Isolating a smart TV on your LAN
Note: this was contributed by a friend of mine; I have no smart TV's, so never ran into this.
The mobile YouTube app on a “smart” phone and a “smart” TV can FIND each other if they share a LAN segment. In my configuration, I have a WiFi access point built into my internet router. I placed my fancy new “smart” TV on the LAN side of the router. Updated firmware, verified that the channel guide works, and all the other neat nifty junk you really just HAVE to have in your television. Later on, I activated the youtube app on my mobile phone near the TV. Imagine my surprise when the TV cut away from the program I had on & activated the youtube app built into the TV! I suppose this is a great feature if you like that kind of stuff, but ummmm…. not my cup-o-tea.

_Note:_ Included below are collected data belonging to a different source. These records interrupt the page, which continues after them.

use std::path::PathBuf;

use anyhow::Result;
use clap::{Parser, Subcommand};

mod commands;

#[derive(Parser)]
#[command(name = "adalloc", about = "Adaptive budget allocation across ad variants")]
#[command(version, propagate_version = true)]
struct Cli {
    #[command(subcommand)]
    command: Commands,

    /// Verbose output
    #[arg(short, long, global = true)]
    verbose: bool,

    /// Configuration file (defaults to <config dir>/adalloc/config.toml)
    #[arg(short, long, global = true)]
    config: Option<PathBuf>,
}

#[derive(Subcommand)]
enum Commands {
    /// Inspect configuration
    Config(commands::config::ConfigArgs),
    /// Replay a learning event log through a fresh learner
    Replay(commands::replay::ReplayArgs),
    /// Compare a challenger model against the champion
    Evaluate(commands::evaluate::EvaluateArgs),
    /// Run a synthetic allocation against simulated variants
    Simulate(commands::simulate::SimulateArgs),
}

#[tokio::main]
async fn main() -> Result<()> {
    let cli = Cli::parse();

    let filter = if cli.verbose { "debug" } else { "info" };
    tracing_subscriber::fmt()
        .with_env_filter(filter)
        .with_writer(std::io::stderr)
        .init();

    let config = cli.config.as_deref();
    match cli.command {
        Commands::Config(args) => commands::config::run(args, config),
        Commands::Replay(args) => commands::replay::run(args, config).await,
        Commands::Evaluate(args) => commands::evaluate::run(args, config).await,
        Commands::Simulate(args) => commands::simulate::run(args, config).await,
    }
}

A bit of research with our search-buddy duckduckgo showed that this “feature” is so you can intentionally tie your phone to your tv, then use the phone to watch youtube on your tv. It works because the phone and the tv are on the same LAN segment. Said another way, there are two prerequisites to this happening:
- your phone needs to be on WiFi on the same network as the TV,
- the access point / wifi router needs to not have client isolation enabled (If I am correct, most consumer wifi will not provide client isolation).

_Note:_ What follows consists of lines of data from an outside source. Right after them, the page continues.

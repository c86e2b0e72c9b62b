//! In-memory registry of bandit arms
//!
//! Each variant sits behind its own mutex. The outer map is read-locked for
//! lookups and write-locked only to insert a variant that does not exist
//! yet, so updates to different variants never contend.
//!
//! Committed rows are handed to the write-behind writer while the variant's
//! lock is still held, so the writer receives them in commit order.

use std::collections::HashMap;
use std::sync::{Arc, Mutex, MutexGuard, PoisonError, RwLock};

use tracing::{debug, info};

use crate::error::{AllocError, Result};
use crate::persistence::PersistenceHandle;
use crate::types::{OutcomeMetrics, Variant, VariantId, VariantStats, validate_update};

/// Shared handle to one variant's lock
pub(crate) type VariantCell = Arc<Mutex<Variant>>;

/// Lock a variant, recovering the data if a previous holder panicked
pub(crate) fn lock_variant(cell: &VariantCell) -> MutexGuard<'_, Variant> {
    cell.lock().unwrap_or_else(PoisonError::into_inner)
}

/// Registry of variants and their sufficient statistics
#[derive(Debug, Default)]
pub struct VariantStore {
    variants: RwLock<HashMap<VariantId, VariantCell>>,
    persistence: PersistenceHandle,
}

impl VariantStore {
    pub fn new() -> Self {
        Self::default()
    }

    /// Store whose committed rows are queued on `persistence`
    pub fn with_persistence(persistence: PersistenceHandle) -> Self {
        Self {
            variants: RwLock::default(),
            persistence,
        }
    }

    /// Create a variant with a uniform prior if it does not exist.
    ///
    /// Returns `true` when a new variant was created.
    pub fn register(&self, variant_id: &str) -> Result<bool> {
        let id = VariantId::new(variant_id)?;
        let (_, created) = self.get_or_register(&id);
        Ok(created)
    }

    /// Fold an outcome into a variant, registering it lazily.
    ///
    /// Returns the variant as committed, for write-behind persistence.
    pub fn update(
        &self,
        variant_id: &str,
        reward: f64,
        cost: f64,
        metrics: Option<&OutcomeMetrics>,
    ) -> Result<Variant> {
        let id = VariantId::new(variant_id)?;
        validate_update(reward, cost, metrics)?;

        let (cell, _) = self.get_or_register(&id);
        let mut variant = lock_variant(&cell);
        variant.apply_update(reward, cost, metrics);
        debug!(
            variant_id = %id,
            reward,
            cost,
            alpha = variant.alpha,
            beta = variant.beta,
            "Variant updated"
        );
        self.record(&variant);
        Ok(variant.clone())
    }

    /// Consistent snapshot of one variant's statistics
    pub fn stats(&self, variant_id: &str) -> Result<VariantStats> {
        self.get(variant_id).map(|v| v.stats())
    }

    /// Consistent copy of one variant
    pub fn get(&self, variant_id: &str) -> Result<Variant> {
        let cell = self.cell(variant_id)?;
        let variant = lock_variant(&cell);
        Ok(variant.clone())
    }

    /// Exclude a variant from the default selection pool
    pub fn archive(&self, variant_id: &str) -> Result<Variant> {
        let cell = self.cell(variant_id)?;
        let mut variant = lock_variant(&cell);
        if !variant.archived {
            variant.archived = true;
            info!(variant_id = %variant.id, "Variant archived");
            self.record(&variant);
        }
        Ok(variant.clone())
    }

    /// Queue a committed row; callers hold the variant's lock
    pub(crate) fn record(&self, variant: &Variant) {
        if self.persistence.is_enabled() {
            self.persistence.record_variant(variant.clone());
        }
    }

    /// Load persisted variants, keeping any that already exist in memory.
    ///
    /// Restored rows are already stored and are not queued again.
    pub fn restore(&self, variants: impl IntoIterator<Item = Variant>) -> usize {
        let mut map = self
            .variants
            .write()
            .unwrap_or_else(PoisonError::into_inner);
        let mut restored = 0;
        for mut variant in variants {
            variant.alpha = variant.alpha.max(crate::types::PRIOR);
            variant.beta = variant.beta.max(crate::types::PRIOR);
            if let std::collections::hash_map::Entry::Vacant(slot) = map.entry(variant.id.clone()) {
                slot.insert(Arc::new(Mutex::new(variant)));
                restored += 1;
            }
        }
        restored
    }

    /// Copy of every variant, each taken under its own lock
    pub fn snapshot_all(&self) -> Vec<Variant> {
        self.cells()
            .iter()
            .map(|cell| lock_variant(cell).clone())
            .collect()
    }

    pub fn ids(&self) -> Vec<VariantId> {
        let map = self.variants.read().unwrap_or_else(PoisonError::into_inner);
        let mut ids: Vec<_> = map.keys().cloned().collect();
        ids.sort();
        ids
    }

    pub fn len(&self) -> usize {
        self.variants
            .read()
            .unwrap_or_else(PoisonError::into_inner)
            .len()
    }

    pub fn is_empty(&self) -> bool {
        self.len() == 0
    }

    /// Handle to a registered variant's lock
    pub(crate) fn cell(&self, variant_id: &str) -> Result<VariantCell> {
        let map = self.variants.read().unwrap_or_else(PoisonError::into_inner);
        map.get(variant_id)
            .cloned()
            .ok_or_else(|| AllocError::NotFound(format!("variant {variant_id}")))
    }

    /// Handles to every variant; the map lock is released before returning
    pub(crate) fn cells(&self) -> Vec<VariantCell> {
        let map = self.variants.read().unwrap_or_else(PoisonError::into_inner);
        map.values().cloned().collect()
    }

    fn get_or_register(&self, id: &VariantId) -> (VariantCell, bool) {
        {
            let map = self.variants.read().unwrap_or_else(PoisonError::into_inner);
            if let Some(cell) = map.get(id) {
                return (cell.clone(), false);
            }
        }

        let mut map = self
            .variants
            .write()
            .unwrap_or_else(PoisonError::into_inner);
        // Another writer may have inserted between the two locks
        if let Some(cell) = map.get(id) {
            return (cell.clone(), false);
        }
        let variant = Variant::new(id.clone());
        // No other thread can reach the cell before the map lock is released
        self.record(&variant);
        let cell = Arc::new(Mutex::new(variant));
        map.insert(id.clone(), cell.clone());
        info!(variant_id = %id, "Variant registered");
        (cell, true)
    }
}

#[cfg(test)]
mod tests {
    use super::*;
    use std::thread;

    #[test]
    fn test_register_is_idempotent() {
        let store = VariantStore::new();
        assert!(store.register("A").unwrap());
        store.update("A", 1.0, 1.0, None).unwrap();
        assert!(!store.register("A").unwrap());
        assert_eq!(store.stats("A").unwrap().alpha, 2.0);
        assert_eq!(store.len(), 1);
    }

    #[test]
    fn test_register_rejects_malformed_id() {
        let store = VariantStore::new();
        assert!(matches!(
            store.register("not valid"),
            Err(AllocError::Validation(_))
        ));
        assert!(store.is_empty());
    }

    #[test]
    fn test_update_lazily_registers() {
        let store = VariantStore::new();
        store.update("fresh", 0.0, 2.0, None).unwrap();
        let stats = store.stats("fresh").unwrap();
        assert_eq!(stats.alpha, 1.0);
        assert_eq!(stats.beta, 2.0);
        assert_eq!(stats.spend, 2.0);
    }

    #[test]
    fn test_rejected_update_leaves_no_trace() {
        let store = VariantStore::new();
        assert!(store.update("A", 0.5, -1.0, None).is_err());
        assert!(store.is_empty(), "invalid update must not register");

        store.register("A").unwrap();
        assert!(store.update("A", 2.0, 1.0, None).is_err());
        let stats = store.stats("A").unwrap();
        assert_eq!((stats.alpha, stats.beta, stats.spend), (1.0, 1.0, 0.0));
    }

    #[test]
    fn test_counts_are_exact() {
        let store = VariantStore::new();
        for _ in 0..7 {
            store.update("A", 1.0, 0.0, None).unwrap();
        }
        for _ in 0..4 {
            store.update("A", 0.0, 0.0, None).unwrap();
        }
        let stats = store.stats("A").unwrap();
        assert_eq!(stats.alpha, 8.0);
        assert_eq!(stats.beta, 5.0);
    }

    #[test]
    fn test_stats_unknown_variant_is_not_found() {
        let store = VariantStore::new();
        assert!(matches!(store.stats("ghost"), Err(AllocError::NotFound(_))));
    }

    #[test]
    fn test_concurrent_updates_are_not_lost() {
        let store = Arc::new(VariantStore::new());
        store.register("A").unwrap();

        thread::scope(|s| {
            for _ in 0..100 {
                let store = &store;
                s.spawn(move || {
                    store.update("A", 1.0, 1.0, None).unwrap();
                });
            }
        });

        let stats = store.stats("A").unwrap();
        assert_eq!(stats.alpha, 101.0);
        assert_eq!(stats.beta, 1.0);
        assert_eq!(stats.spend, 100.0);
    }

    #[test]
    fn test_concurrent_lazy_registration_creates_one_variant() {
        let store = VariantStore::new();
        thread::scope(|s| {
            for _ in 0..16 {
                s.spawn(|| store.update("new", 1.0, 0.0, None).unwrap());
            }
        });
        assert_eq!(store.len(), 1);
        assert_eq!(store.stats("new").unwrap().alpha, 17.0);
    }

    #[test]
    fn test_archive_marks_variant() {
        let store = VariantStore::new();
        store.register("A").unwrap();
        assert!(store.archive("A").unwrap().archived);
        assert!(store.stats("A").unwrap().archived);
        assert!(matches!(store.archive("B"), Err(AllocError::NotFound(_))));
    }

    #[tokio::test]
    async fn test_committed_rows_are_queued_for_persistence() {
        use crate::persistence::{
            InMemorySnapshotStore, PersistenceWriter, RetryPolicy, SnapshotStore,
        };
        use tokio_util::sync::CancellationToken;

        let snapshots = Arc::new(InMemorySnapshotStore::new());
        let shutdown = CancellationToken::new();
        let (handle, task) = PersistenceWriter::new(
            Some(snapshots.clone()),
            None,
            RetryPolicy::default(),
        )
        .spawn(shutdown.clone());
        let store = VariantStore::with_persistence(handle.clone());

        store.register("A").unwrap();
        store.update("B", 1.0, 2.0, None).unwrap();
        store.archive("A").unwrap();
        handle.flush().await;

        let mut rows = snapshots.load_variants().await.unwrap();
        rows.sort_by(|a, b| a.id.cmp(&b.id));
        assert_eq!(rows.len(), 2);
        assert!(rows[0].archived);
        assert_eq!(rows[1].alpha, 2.0);

        shutdown.cancel();
        task.unwrap().await.unwrap();
    }

    #[test]
    fn test_restore_clamps_and_keeps_existing() {
        let store = VariantStore::new();
        store.update("A", 1.0, 0.0, None).unwrap();

        let mut a = Variant::new(VariantId::new("A").unwrap());
        a.alpha = 50.0;
        let mut b = Variant::new(VariantId::new("B").unwrap());
        b.alpha = 0.2;

        assert_eq!(store.restore(vec![a, b]), 1);
        assert_eq!(store.stats("A").unwrap().alpha, 2.0);
        assert_eq!(store.stats("B").unwrap().alpha, 1.0);
        assert_eq!(store.ids().len(), 2);
    }
}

Anyway … I definitely wanted to turn this misfeature off. I tried disabling the (rather well buried) youtube screencast option in the TV to no effect. Then I spent a while looking for what protocols were in use, unfortunately also without a satisfactory level of success.

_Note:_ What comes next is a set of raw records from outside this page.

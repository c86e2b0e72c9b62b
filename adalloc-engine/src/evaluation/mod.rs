//! Champion/challenger evaluation and the model registry

mod evaluator;
mod model;
mod registry;

pub use evaluator::{
    ChampionChallengerEvaluator, EvaluationCycle, EvaluationJob, EvaluationSource, ModelPromotion,
    PromotionDecision, TestSet, improvement_pct, simulate_roas,
};
pub use model::{ArtifactLoader, InMemoryArtifactLoader, JsonArtifactLoader, LinearModel, ScoringModel};
pub use registry::{ModelRegistry, ModelRegistryEntry, ModelStage, PromoteOutcome};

Being a fan of managed switches, I figured I could client-isloate the TV at the switch port it uses. Perhaps the recipe below will be of use to some of you who also would like shut this down.
I'm using a procurve 2530-8G (J9774A). For sake of this example, the TV is at IP address 192.168.1.11 and is connected to the switch on port 2. Using the following commands, we can allow the TV access to the router and nothing else on the subnet, and we'll also block multicast traffic to the port. The subnet block prevents the phone from actually talking to the TV, and the multicast block prevents the phone from even knowing the TV is there.
ip access-list extended "SandboxTheTV" 10 permit ip 192.168.1.11 0.0.0.0 192.168.1.1 0.0.0.0 20 deny ip 192.168.1.11 0.0.0.0 192.168.1.1 0.0.0.255 30 deny ip 224.0.0.0 15.255.255.255 0.0.0.0 255.255.255.255 40 deny ip 0.0.0.0 255.255.255.255 224.0.0.0 15.255.255.255 50 permit ip 0.0.0.0 255.255.255.255 0.0.0.0 255.255.255.255 exit int 2 ip access-group "SandboxTheTV" in
On another note, enabling client isolation on your WiFi should also disable this misfeature.